ABOUT THIS EXERCISE | Print the first line of the data below and every one after it, through the line containing "6455, section 1.3).", exactly as written.

++++ DATA SHOWN

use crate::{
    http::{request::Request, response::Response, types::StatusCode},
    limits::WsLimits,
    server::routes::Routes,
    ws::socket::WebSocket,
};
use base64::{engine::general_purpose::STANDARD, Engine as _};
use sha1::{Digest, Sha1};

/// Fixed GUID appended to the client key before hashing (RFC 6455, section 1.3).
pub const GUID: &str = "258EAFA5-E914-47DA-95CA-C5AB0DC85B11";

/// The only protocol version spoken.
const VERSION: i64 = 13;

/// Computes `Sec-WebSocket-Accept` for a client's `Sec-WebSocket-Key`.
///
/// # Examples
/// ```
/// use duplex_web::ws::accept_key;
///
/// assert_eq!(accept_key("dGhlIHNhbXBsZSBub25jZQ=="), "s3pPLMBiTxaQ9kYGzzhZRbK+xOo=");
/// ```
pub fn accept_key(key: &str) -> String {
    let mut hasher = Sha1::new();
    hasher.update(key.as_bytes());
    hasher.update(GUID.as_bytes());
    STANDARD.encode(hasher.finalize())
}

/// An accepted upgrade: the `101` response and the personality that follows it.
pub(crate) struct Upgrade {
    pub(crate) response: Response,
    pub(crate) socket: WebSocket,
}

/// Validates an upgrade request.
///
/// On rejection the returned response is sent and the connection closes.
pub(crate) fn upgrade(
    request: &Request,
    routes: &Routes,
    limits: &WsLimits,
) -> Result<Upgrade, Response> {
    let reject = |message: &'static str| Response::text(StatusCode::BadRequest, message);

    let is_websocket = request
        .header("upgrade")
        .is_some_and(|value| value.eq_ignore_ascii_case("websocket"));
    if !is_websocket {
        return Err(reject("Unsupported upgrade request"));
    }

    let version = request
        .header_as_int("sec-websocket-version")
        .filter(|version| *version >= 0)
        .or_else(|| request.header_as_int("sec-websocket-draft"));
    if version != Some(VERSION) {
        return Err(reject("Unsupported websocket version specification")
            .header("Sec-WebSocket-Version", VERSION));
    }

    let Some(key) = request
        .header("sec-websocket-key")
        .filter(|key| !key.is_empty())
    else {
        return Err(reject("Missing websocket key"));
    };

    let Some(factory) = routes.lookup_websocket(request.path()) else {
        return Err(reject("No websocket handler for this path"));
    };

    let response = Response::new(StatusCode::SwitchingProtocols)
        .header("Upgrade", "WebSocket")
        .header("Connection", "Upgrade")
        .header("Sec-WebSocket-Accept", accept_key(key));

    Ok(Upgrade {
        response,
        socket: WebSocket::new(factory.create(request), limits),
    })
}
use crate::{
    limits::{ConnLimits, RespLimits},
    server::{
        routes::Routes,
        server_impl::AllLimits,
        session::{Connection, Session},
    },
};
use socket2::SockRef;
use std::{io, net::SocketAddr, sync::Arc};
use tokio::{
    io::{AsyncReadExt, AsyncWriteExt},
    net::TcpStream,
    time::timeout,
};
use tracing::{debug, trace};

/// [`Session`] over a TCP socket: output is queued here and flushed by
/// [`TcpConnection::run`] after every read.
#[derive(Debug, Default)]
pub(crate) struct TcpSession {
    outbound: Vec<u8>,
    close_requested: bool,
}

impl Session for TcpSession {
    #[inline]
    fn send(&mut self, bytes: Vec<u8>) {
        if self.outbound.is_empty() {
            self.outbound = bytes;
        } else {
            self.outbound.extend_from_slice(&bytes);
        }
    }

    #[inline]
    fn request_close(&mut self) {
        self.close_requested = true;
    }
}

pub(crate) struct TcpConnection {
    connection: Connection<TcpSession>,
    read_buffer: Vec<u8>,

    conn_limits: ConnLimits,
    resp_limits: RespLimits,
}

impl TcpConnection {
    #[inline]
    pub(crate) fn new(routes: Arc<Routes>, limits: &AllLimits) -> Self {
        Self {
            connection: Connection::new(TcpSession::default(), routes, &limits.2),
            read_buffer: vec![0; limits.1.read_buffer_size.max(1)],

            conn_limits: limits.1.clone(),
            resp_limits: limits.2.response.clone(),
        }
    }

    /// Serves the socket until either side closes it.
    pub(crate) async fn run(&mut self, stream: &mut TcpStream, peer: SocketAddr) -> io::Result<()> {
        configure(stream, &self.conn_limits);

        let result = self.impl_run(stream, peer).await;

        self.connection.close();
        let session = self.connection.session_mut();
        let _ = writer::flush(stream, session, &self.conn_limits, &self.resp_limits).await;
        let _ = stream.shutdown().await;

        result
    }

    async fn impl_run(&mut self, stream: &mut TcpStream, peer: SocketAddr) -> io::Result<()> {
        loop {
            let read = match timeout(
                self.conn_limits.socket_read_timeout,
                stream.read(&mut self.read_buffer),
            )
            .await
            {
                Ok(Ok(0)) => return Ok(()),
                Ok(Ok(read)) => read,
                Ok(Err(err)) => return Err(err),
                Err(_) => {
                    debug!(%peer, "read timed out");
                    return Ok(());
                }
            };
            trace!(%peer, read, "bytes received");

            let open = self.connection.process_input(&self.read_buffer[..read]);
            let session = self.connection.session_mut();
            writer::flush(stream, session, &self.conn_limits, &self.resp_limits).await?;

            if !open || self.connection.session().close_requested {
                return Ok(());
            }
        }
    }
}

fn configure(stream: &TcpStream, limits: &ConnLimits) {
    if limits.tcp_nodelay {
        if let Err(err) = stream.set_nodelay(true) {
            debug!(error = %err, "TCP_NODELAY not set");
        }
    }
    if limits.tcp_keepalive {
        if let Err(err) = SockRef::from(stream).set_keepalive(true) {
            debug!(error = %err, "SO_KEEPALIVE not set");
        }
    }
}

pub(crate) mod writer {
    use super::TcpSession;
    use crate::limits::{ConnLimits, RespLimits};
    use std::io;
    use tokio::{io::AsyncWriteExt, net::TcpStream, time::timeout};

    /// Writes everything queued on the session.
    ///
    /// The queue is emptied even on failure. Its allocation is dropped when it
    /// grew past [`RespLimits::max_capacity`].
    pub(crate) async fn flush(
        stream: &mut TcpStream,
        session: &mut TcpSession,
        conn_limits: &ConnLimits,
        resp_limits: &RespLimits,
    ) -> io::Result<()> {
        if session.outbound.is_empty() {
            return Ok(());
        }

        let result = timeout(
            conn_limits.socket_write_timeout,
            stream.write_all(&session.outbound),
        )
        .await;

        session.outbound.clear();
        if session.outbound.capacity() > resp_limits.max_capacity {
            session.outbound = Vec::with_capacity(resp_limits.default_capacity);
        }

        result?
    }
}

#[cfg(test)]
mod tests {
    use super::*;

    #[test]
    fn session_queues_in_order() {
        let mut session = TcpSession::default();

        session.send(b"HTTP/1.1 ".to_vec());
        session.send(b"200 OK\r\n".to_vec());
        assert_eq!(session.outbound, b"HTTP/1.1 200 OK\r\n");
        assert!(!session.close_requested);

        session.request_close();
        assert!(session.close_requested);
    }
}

++++++++

RESULT OF THE TASK |
use crate::{
    http::{request::Request, response::Response, types::StatusCode},
    limits::WsLimits,
    server::routes::Routes,
    ws::socket::WebSocket,
};
use base64::{engine::general_purpose::STANDARD, Engine as _};
use sha1::{Digest, Sha1};

/// Fixed GUID appended to the client key before hashing (RFC 6455, section 1.3).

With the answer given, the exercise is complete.